==== Entries supplied

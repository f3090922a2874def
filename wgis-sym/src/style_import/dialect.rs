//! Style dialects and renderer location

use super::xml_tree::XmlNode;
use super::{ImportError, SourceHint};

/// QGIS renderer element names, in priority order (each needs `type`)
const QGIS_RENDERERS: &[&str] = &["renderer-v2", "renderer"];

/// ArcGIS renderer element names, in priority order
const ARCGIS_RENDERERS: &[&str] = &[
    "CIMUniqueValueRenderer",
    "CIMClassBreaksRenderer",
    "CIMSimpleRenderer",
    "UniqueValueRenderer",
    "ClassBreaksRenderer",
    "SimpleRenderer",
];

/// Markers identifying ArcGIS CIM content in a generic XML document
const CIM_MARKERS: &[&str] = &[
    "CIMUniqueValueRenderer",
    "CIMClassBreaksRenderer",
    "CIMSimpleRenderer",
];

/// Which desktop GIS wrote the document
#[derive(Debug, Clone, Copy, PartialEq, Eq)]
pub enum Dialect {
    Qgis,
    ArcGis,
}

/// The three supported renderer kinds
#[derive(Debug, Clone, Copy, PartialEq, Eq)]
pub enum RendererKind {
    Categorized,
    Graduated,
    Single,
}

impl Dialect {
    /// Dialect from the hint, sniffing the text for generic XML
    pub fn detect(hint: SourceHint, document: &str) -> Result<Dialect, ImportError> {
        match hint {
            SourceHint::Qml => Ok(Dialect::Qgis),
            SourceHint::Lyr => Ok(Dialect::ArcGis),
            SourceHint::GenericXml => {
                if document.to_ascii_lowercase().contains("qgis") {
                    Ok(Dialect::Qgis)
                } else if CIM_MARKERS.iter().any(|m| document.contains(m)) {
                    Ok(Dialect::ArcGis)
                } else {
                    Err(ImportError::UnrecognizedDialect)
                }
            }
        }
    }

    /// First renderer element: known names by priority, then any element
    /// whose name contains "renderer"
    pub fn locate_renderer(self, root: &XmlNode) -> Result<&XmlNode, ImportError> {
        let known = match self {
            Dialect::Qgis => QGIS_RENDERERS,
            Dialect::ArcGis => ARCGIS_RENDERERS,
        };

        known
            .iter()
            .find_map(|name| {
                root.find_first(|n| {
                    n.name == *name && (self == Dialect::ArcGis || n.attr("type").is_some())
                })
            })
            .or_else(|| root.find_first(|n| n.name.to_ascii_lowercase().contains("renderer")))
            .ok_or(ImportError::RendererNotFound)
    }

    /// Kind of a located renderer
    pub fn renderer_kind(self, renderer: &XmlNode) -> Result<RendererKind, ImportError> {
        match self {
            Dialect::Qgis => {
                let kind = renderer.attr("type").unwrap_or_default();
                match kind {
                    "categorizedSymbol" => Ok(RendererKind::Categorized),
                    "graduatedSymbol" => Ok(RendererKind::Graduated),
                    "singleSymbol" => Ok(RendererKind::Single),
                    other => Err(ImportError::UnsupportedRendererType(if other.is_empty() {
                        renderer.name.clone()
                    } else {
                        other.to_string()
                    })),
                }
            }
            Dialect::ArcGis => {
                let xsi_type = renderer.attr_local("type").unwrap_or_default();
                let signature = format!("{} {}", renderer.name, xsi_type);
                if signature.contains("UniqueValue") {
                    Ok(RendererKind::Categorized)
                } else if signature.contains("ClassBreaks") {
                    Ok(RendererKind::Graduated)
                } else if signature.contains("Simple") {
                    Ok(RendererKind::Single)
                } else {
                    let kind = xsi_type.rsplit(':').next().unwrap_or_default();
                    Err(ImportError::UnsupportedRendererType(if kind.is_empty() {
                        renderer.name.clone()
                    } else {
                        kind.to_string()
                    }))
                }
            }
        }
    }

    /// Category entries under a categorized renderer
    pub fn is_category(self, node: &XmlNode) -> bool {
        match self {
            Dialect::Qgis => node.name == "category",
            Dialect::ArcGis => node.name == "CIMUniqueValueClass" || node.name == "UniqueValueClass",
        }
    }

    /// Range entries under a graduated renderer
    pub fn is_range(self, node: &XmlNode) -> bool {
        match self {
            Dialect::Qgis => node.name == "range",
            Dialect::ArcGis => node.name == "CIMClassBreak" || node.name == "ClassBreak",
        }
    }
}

========

• **Instructions for the task**:
Each line in the listing is to be returned exactly.

• **Exercise answer**:
repository f3090922a2874def
filename wgis-sym/src/style_import/dialect.rs
//! Style dialects and renderer location

use super::xml_tree::XmlNode;
use super::{ImportError, SourceHint};

/// QGIS renderer element names, in priority order (each needs `type`)
const QGIS_RENDERERS: &[&str] = &["renderer-v2", "renderer"];

/// ArcGIS renderer element names, in priority order
const ARCGIS_RENDERERS: &[&str] = &[
    "CIMUniqueValueRenderer",
    "CIMClassBreaksRenderer",
    "CIMSimpleRenderer",
    "UniqueValueRenderer",
    "ClassBreaksRenderer",
    "SimpleRenderer",
];

/// Markers identifying ArcGIS CIM content in a generic XML document
const CIM_MARKERS: &[&str] = &[
    "CIMUniqueValueRenderer",
    "CIMClassBreaksRenderer",
    "CIMSimpleRenderer",
];

/// Which desktop GIS wrote the document
#[derive(Debug, Clone, Copy, PartialEq, Eq)]
pub enum Dialect {
    Qgis,
    ArcGis,
}

/// The three supported renderer kinds
#[derive(Debug, Clone, Copy, PartialEq, Eq)]
pub enum RendererKind {
    Categorized,
    Graduated,
    Single,
}

impl Dialect {
    /// Dialect from the hint, sniffing the text for generic XML
    pub fn detect(hint: SourceHint, document: &str) -> Result<Dialect, ImportError> {
        match hint {
            SourceHint::Qml => Ok(Dialect::Qgis),
            SourceHint::Lyr => Ok(Dialect::ArcGis),
            SourceHint::GenericXml => {
                if document.to_ascii_lowercase().contains("qgis") {
                    Ok(Dialect::Qgis)
                } else if CIM_MARKERS.iter().any(|m| document.contains(m)) {
                    Ok(Dialect::ArcGis)
                } else {
                    Err(ImportError::UnrecognizedDialect)
                }
            }
        }
    }

    /// First renderer element: known names by priority, then any element
    /// whose name contains "renderer"
    pub fn locate_renderer(self, root: &XmlNode) -> Result<&XmlNode, ImportError> {
        let known = match self {
            Dialect::Qgis => QGIS_RENDERERS,
            Dialect::ArcGis => ARCGIS_RENDERERS,
        };

        known
            .iter()
            .find_map(|name| {
                root.find_first(|n| {
                    n.name == *name && (self == Dialect::ArcGis || n.attr("type").is_some())
                })
            })
            .or_else(|| root.find_first(|n| n.name.to_ascii_lowercase().contains("renderer")))
            .ok_or(ImportError::RendererNotFound)
    }

    /// Kind of a located renderer
    pub fn renderer_kind(self, renderer: &XmlNode) -> Result<RendererKind, ImportError> {
        match self {
            Dialect::Qgis => {
                let kind = renderer.attr("type").unwrap_or_default();
                match kind {
                    "categorizedSymbol" => Ok(RendererKind::Categorized),
                    "graduatedSymbol" => Ok(RendererKind::Graduated),
                    "singleSymbol" => Ok(RendererKind::Single),
                    other => Err(ImportError::UnsupportedRendererType(if other.is_empty() {
                        renderer.name.clone()
                    } else {
                        other.to_string()
                    })),
                }
            }
            Dialect::ArcGis => {
                let xsi_type = renderer.attr_local("type").unwrap_or_default();
                let signature = format!("{} {}", renderer.name, xsi_type);
                if signature.contains("UniqueValue") {
                    Ok(RendererKind::Categorized)
                } else if signature.contains("ClassBreaks") {
                    Ok(RendererKind::Graduated)
                } else if signature.contains("Simple") {
                    Ok(RendererKind::Single)
                } else {
                    let kind = xsi_type.rsplit(':').next().unwrap_or_default();
                    Err(ImportError::UnsupportedRendererType(if kind.is_empty() {
                        renderer.name.clone()
                    } else {
                        kind.to_string()
                    }))
                }
            }
        }
    }

    /// Category entries under a categorized renderer
    pub fn is_category(self, node: &XmlNode) -> bool {
        match self {
            Dialect::Qgis => node.name == "category",
            Dialect::ArcGis => node.name == "CIMUniqueValueClass" || node.name == "UniqueValueClass",
        }
    }

    /// Range entries under a graduated renderer
    pub fn is_range(self, node: &XmlNode) -> bool {
        match self {
            Dialect::Qgis => node.name == "range",
            Dialect::ArcGis => node.name == "CIMClassBreak" || node.name == "ClassBreak",
        }
    }
}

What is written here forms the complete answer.